顿河上游大火的火星蔓延到邻近的霍皮奥尔河地区。这里在军官们的指挥下,发生了几次人数不多的哥萨克暴动。阿利莫夫中校在乌留平斯克镇网罗了相当可观的一批哥萨克和潜逃的军官。暴动原定在五月一日夜里发动,但是阴谋被及时发觉。阿利莫夫及其部分同谋者在普列奥布拉任斯克镇属的一个村庄里被捉获,由革命军事法庭判决枪毙,暴动由于被及时地砍去了脑袋而平息下去。因此,霍皮奥尔河地区的反革命分子未能与顿河上游地区的叛军联合起来。
切尔特科沃车站本来驻有几个红军混成团,五月初,全俄中央执行委员会军官学校的支队开到这里下车了。切尔特科沃站是直接与叛军战线的西部地区毗邻的东南铁路终端车站之一。这时候,米古林斯克、梅什科夫斯克和卡赞斯克等镇的哥萨克,正以大量的骑兵集结在卡赞斯克镇地区的边界上,与改取攻势的红军各部队进行殊死的厮杀。

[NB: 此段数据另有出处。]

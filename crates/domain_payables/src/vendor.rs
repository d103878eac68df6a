//! Vendors as seen by settlement
//!
//! Vendor master data is owned by the procurement back office; settlement
//! only reads the name and the early-payment discount offer.

use chrono::{DateTime, Utc};
use rust_decimal::Decimal;
use serde::{Deserialize, Serialize};

use core_kernel::VendorId;

/// Vendor-offered percentage reduction for paying within a day window
#[derive(Debug, Clone, Copy, PartialEq, Eq, Serialize, Deserialize)]
pub struct EarlyPaymentDiscount {
    /// Percentage off, e.g. 2 for 2%
    pub percentage: Decimal,
    /// Days after the invoice date during which the offer holds
    pub window_days: u32,
}

#[derive(Debug, Clone, PartialEq, Serialize, Deserialize)]
pub struct Vendor {
    pub id: VendorId,
    pub name: String,
    pub early_payment_discount: Option<EarlyPaymentDiscount>,
    pub is_active: bool,
    pub created_at: DateTime<Utc>,
}

impl Vendor {
    pub fn new(name: impl Into<String>) -> Self {
        Self {
            id: VendorId::new_v7(),
            name: name.into(),
            early_payment_discount: None,
            is_active: true,
            created_at: Utc::now(),
        }
    }

    pub fn with_discount(mut self, percentage: Decimal, window_days: u32) -> Self {
        self.early_payment_discount = Some(EarlyPaymentDiscount { percentage, window_days });
        self
    }
}
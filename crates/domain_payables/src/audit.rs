//! Audit trail
//!
//! Every settlement mutation records who did what to which record. The sink
//! is fire-and-forget: a failed write is logged and never fails the
//! mutation that produced it.

use std::fmt;

use async_trait::async_trait;
use chrono::{DateTime, Utc};
use serde::{Deserialize, Serialize};
use serde_json::Value;
use tracing::info;

use core_kernel::{
    AccrualId, Actor, AdjustmentId, AuditEventId, BatchId, InvoiceId, PaymentId, PortError,
};
use domain_ledger::PeriodKey;

/// The record an audit event is about
#[derive(Debug, Clone, Copy, PartialEq, Eq, Serialize, Deserialize)]
#[serde(tag = "type", content = "id")]
pub enum AuditEntity {
    Invoice(InvoiceId),
    Payment(PaymentId),
    Adjustment(AdjustmentId),
    Accrual(AccrualId),
    Batch(BatchId),
    Period(PeriodKey),
}

impl AuditEntity {
    pub fn entity_type(&self) -> &'static str {
        match self {
            AuditEntity::Invoice(_) => "Invoice",
            AuditEntity::Payment(_) => "Payment",
            AuditEntity::Adjustment(_) => "Adjustment",
            AuditEntity::Accrual(_) => "Accrual",
            AuditEntity::Batch(_) => "Batch",
            AuditEntity::Period(_) => "AccountingPeriod",
        }
    }

    pub fn entity_id(&self) -> String {
        match self {
            AuditEntity::Invoice(id) => id.to_string(),
            AuditEntity::Payment(id) => id.to_string(),
            AuditEntity::Adjustment(id) => id.to_string(),
            AuditEntity::Accrual(id) => id.to_string(),
            AuditEntity::Batch(id) => id.to_string(),
            AuditEntity::Period(key) => key.to_string(),
        }
    }
}

impl fmt::Display for AuditEntity {
    fn fmt(&self, f: &mut fmt::Formatter<'_>) -> fmt::Result {
        write!(f, "{}:{}", self.entity_type(), self.entity_id())
    }
}

#[derive(Debug, Clone, PartialEq, Serialize, Deserialize)]
pub struct AuditEvent {
    pub id: AuditEventId,
    pub actor: Actor,
    /// Dotted action name, e.g. `payment.settled`
    pub action: String,
    pub entity: AuditEntity,
    pub metadata: Value,
    pub at: DateTime<Utc>,
}

impl AuditEvent {
    pub fn new(actor: &Actor, action: impl Into<String>, entity: AuditEntity, metadata: Value) -> Self {
        Self {
            id: AuditEventId::new_v7(),
            actor: actor.clone(),
            action: action.into(),
            entity,
            metadata,
            at: Utc::now(),
        }
    }
}

/// Destination for audit events
#[async_trait]
pub trait AuditSink: Send + Sync + 'static {
    async fn record(&self, event: AuditEvent) -> Result<(), PortError>;
}

/// Writes audit events to the `audit` tracing target
#[derive(Debug, Default, Clone)]
pub struct TracingAuditSink;

#[async_trait]
impl AuditSink for TracingAuditSink {
    async fn record(&self, event: AuditEvent) -> Result<(), PortError> {
        info!(
            target: "audit",
            audit_id = %event.id,
            actor = %event.actor,
            action = %event.action,
            entity_type = event.entity.entity_type(),
            entity_id = %event.entity.entity_id(),
            metadata = %event.metadata,
            "audit event"
        );
        Ok(())
    }
}

#[cfg(any(test, feature = "mock"))]
pub mod mock {
    use super::*;
    use std::sync::atomic::{AtomicBool, Ordering};
    use tokio::sync::RwLock;

    /// Keeps every audit event in memory
    #[derive(Debug, Default)]
    pub struct RecordingAuditSink {
        events: RwLock<Vec<AuditEvent>>,
        failing: AtomicBool,
    }

    impl RecordingAuditSink {
        pub fn new() -> Self {
            Self::default()
        }

        /// Sink that rejects every event
        pub fn failing() -> Self {
            let sink = Self::default();
            sink.failing.store(true, Ordering::SeqCst);
            sink
        }

        pub async fn events(&self) -> Vec<AuditEvent> {
            self.events.read().await.clone()
        }

        pub async fn actions(&self) -> Vec<String> {
            self.events.read().await.iter().map(|e| e.action.clone()).collect()
        }
    }

    #[async_trait]
    impl AuditSink for RecordingAuditSink {
        async fn record(&self, event: AuditEvent) -> Result<(), PortError> {
            if self.failing.load(Ordering::SeqCst) {
                return Err(PortError::connection("audit store unavailable"));
            }
            self.events.write().await.push(event);
            Ok(())
        }
    }
}
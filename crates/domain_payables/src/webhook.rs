//! Outbound notifications
//!
//! Delivery is best-effort: no retry, and a failure never affects the
//! settlement that triggered it.

use async_trait::async_trait;
use serde_json::Value;

use core_kernel::PortError;

pub const PAYMENT_COMPLETED: &str = "payment.completed";
pub const PAYMENT_FAILED: &str = "payment.failed";
pub const BATCH_COMPLETED: &str = "batch.completed";

#[async_trait]
pub trait WebhookDispatcher: Send + Sync + 'static {
    /// Hands `payload` off for delivery under `event`
    async fn fire(&self, event: &str, payload: Value) -> Result<(), PortError>;
}

/// Dispatcher used when no webhook endpoint is configured
#[derive(Debug, Default, Clone)]
pub struct NoopWebhookDispatcher;

#[async_trait]
impl WebhookDispatcher for NoopWebhookDispatcher {
    async fn fire(&self, _event: &str, _payload: Value) -> Result<(), PortError> {
        Ok(())
    }
}

#[cfg(any(test, feature = "mock"))]
pub mod mock {
    use super::*;
    use std::sync::atomic::{AtomicBool, Ordering};
    use tokio::sync::RwLock;

    /// Records fired events; can be told to fail every delivery
    #[derive(Debug, Default)]
    pub struct RecordingWebhookDispatcher {
        fired: RwLock<Vec<(String, Value)>>,
        failing: AtomicBool,
    }

    impl RecordingWebhookDispatcher {
        pub fn new() -> Self {
            Self::default()
        }

        pub fn failing() -> Self {
            let dispatcher = Self::default();
            dispatcher.failing.store(true, Ordering::SeqCst);
            dispatcher
        }

        pub async fn events(&self) -> Vec<String> {
            self.fired.read().await.iter().map(|(e, _)| e.clone()).collect()
        }
    }

    #[async_trait]
    impl WebhookDispatcher for RecordingWebhookDispatcher {
        async fn fire(&self, event: &str, payload: Value) -> Result<(), PortError> {
            if self.failing.load(Ordering::SeqCst) {
                return Err(PortError::Timeout {
                    operation: format!("webhook {}", event),
                    duration_ms: 3000,
                });
            }
            self.fired.write().await.push((event.to_string(), payload));
            Ok(())
        }
    }
}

车站上传开了这样的谣言,说哥萨克已经包围了切尔特科沃,而且立刻就要发动进攻了。虽然这里离前线不下五十俄里,而且前面还有红军部队守卫,如果哥萨克真的突破了战线,也一定会通知——但是车站上却乱成一片。排好队的红军部队也乱了营。教堂后面的什么地方,喊出了响亮的口令:“执枪!”人们开始沿街奔跑,乱窜。
原来是一场虚惊,把从马尼科沃镇向车站开来的一个红军的骑兵连当成哥萨克了。学生军和两个混成团向卡赞斯克镇方面开去。
过了一天,刚刚开到的喀琅施塔得团几乎全部被哥萨克歼灭了。
哥萨克们在跟喀琅施塔得团第一次交手后,就进行了夜袭。喀琅施塔得团不敢冒险去占领叛军放弃的村落,派出岗哨和潜伏哨以后,就在草原上宿营。半夜里,几个哥萨克连包围了这个团,进行了猛烈的射击,广泛使用了不知道是谁发明的制造恐怖的办法——敲打大块的木头响板。夜里叛军敲打这种响板冒充机枪扫射:这响板发出的声音跟真正的机枪射击声是很难分辨的。
于是,当被包围的喀琅施塔得团的战士们在伸手不见五指的黑夜里听到无数“机枪”哒哒的扫射声、自己哨兵慌乱的射击声、哥萨克的呐喊呼号声,以及越来越近的骑阵马蹄的轰鸣声,就向顿河边冲去,冲破包围圈,来到河边,但是被骑兵的冲锋打得落花流水。全团只活下来几个能游过春水泛滥时宽阔的顿河的人。
五月,红军新的增援部队开始从顿涅茨方面向叛军战线开来。第三十三库班师开来了,这时,葛利高里·麦列霍夫才第一次真正感觉到打击的全部力量。库班师毫不停留地追逐着他的第一师。葛利高里节节败退,放弃了一个又一个的村庄,向北面的顿河退去。在奇尔斯克边境上、卡尔金斯克附近,他停留了一天,后来在敌人的优势力量压迫下,不仅被迫退出了卡尔金斯克,而且不得不火急请求派来增援部队。